Engineering controls or safeguards on industrial machinery are typically implemented in a hierarchy that is layered, and ranked from the highest to the lowest effectiveness and reliability. These include the following:

· Permanent guards or barriers are a fundamental, passive means by which industrial machinery is made safe. These are usually in the form of permanent, fixed guards affixed to or in front of the machine to physically prevent operators from placing any part of their bodies, clothing or foreign objects into moving or powered machinery.

· Some machines require that the operator periodically place raw materials into the machine, remove finished parts, replenish supplies or replace tooling during normal machinery operation. Switches or interlocks ensure that the machinery guard, barrier or door allows access to the machine but prevents the machine from operating.

· In some cases, it is not practical or feasible for the operator to install a physical guard during operation of the machine due to the frequency of access to the machine. In such instances, optical sensors, such as light curtains, area scanners or proximity sensors can interrupt machine operation if foreign objects or personnel enter a protected zone.

· Operators can actively start a machine in a safe manner with two-handed controls or can shut down machine operation with an emergency stop switch. These controls require that the operator be aware of potential hazards, such as other personnel or foreign objects that may be in the protected zone when the machine is operating. Because of the reliance on the operator, these safety measures are reactive and not as effective as those that will automatically halt operation of the machine.

· Industrial machines can also be outfitted with force, torque, current and position sensors that will interrupt operation if the machine must exert excessive force, which may indicate a potential malfunction in order to operate. These controls may not be effective in avoiding potential injury, but may be effective in reducing injuries and damage.

· There are numerous types of audio, visual and tactile alarms that improve operator awareness and safety by indicating the machine’s operational state. These will allow the operator to take appropriate measures to avoid potential anomalies and safety issues.

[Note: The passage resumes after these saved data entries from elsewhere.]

//! Terminal adapters.
//!
//! Each supported terminal family implements [`TerminalAdapter`]; the first
//! adapter reporting itself compatible with the current session is used.

pub mod kitty;

use std::path::Path;

use anyhow::Result;

/// What a terminal must support to show a Pokémon.
pub trait TerminalAdapter {
    /// Human readable terminal name.
    fn name(&self) -> &'static str;

    /// Whether the current session runs inside this terminal.
    fn is_compatible(&self) -> bool;

    /// Show the image at `path` as the background and adapt the colors to it.
    ///
    /// Control channel failures are reported and do not abort the call.
    ///
    /// # Errors
    ///
    /// Returns an error only when local setup, such as the image cache,
    /// fails.
    fn change_terminal(&self, path: &Path) -> Result<()>;

    /// Remove the background and restore the default colors.
    fn clear(&self);
}

/// The first compatible adapter, if any.
#[must_use]
pub fn detect<'a>(
    adapters: &'a [Box<dyn TerminalAdapter + 'a>],
) -> Option<&'a dyn TerminalAdapter> {
    adapters
        .iter()
        .map(|adapter| &**adapter)
        .find(|adapter| adapter.is_compatible())
}
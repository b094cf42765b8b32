//! Logging setup.
//!
//! Diagnostics go to stderr through `tracing`. Debug output is enabled by
//! setting the `DEBUG` environment variable, otherwise only warnings are
//! shown. `RUST_LOG` takes precedence over both when set.

use std::env;
use std::io;

use tracing_subscriber::EnvFilter;

/// Directive used when neither `RUST_LOG` nor `DEBUG` is set.
const DEFAULT_DIRECTIVE: &str = "warn";

/// Directive used when `DEBUG` is set.
const DEBUG_DIRECTIVE: &str = "debug";

/// Filter for the given `DEBUG` state, unless `RUST_LOG` overrides it.
fn filter(debug: bool) -> EnvFilter {
    let fallback = if debug {
        DEBUG_DIRECTIVE
    } else {
        DEFAULT_DIRECTIVE
    };
    EnvFilter::try_from_default_env().unwrap_or_else(|_| EnvFilter::new(fallback))
}

/// Install the global subscriber. Calling it twice is harmless.
pub fn init() {
    let _ = tracing_subscriber::fmt()
        .with_env_filter(filter(env::var_os("DEBUG").is_some()))
        .with_writer(io::stderr)
        .without_time()
        .with_target(false)
        .try_init();
}

#[cfg(test)]
mod tests {
    use super::*;

    #[test]
    fn test_init_twice_does_not_panic() {
        init();
        init();
        tracing::debug!("Test debug message");
    }

    #[test]
    fn test_filter_builds() {
        // Only checks construction; the chosen level depends on RUST_LOG.
        let _ = filter(true);
        let _ = filter(false);
    }
}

Engineering controls and safeguards are typically implemented in industrial machinery through the machine’s safety programmable logic controller (SPLC). An SPLC is an industrial digital computer that replaces hard-wired safety relays, timers and sequencers in industrial machines. They are easily programmed and emulate the functions of electromechanical relays. For small or simple systems with a limited number of inputs and outputs, they are relatively simple to wire, easy to troubleshoot and cost effective.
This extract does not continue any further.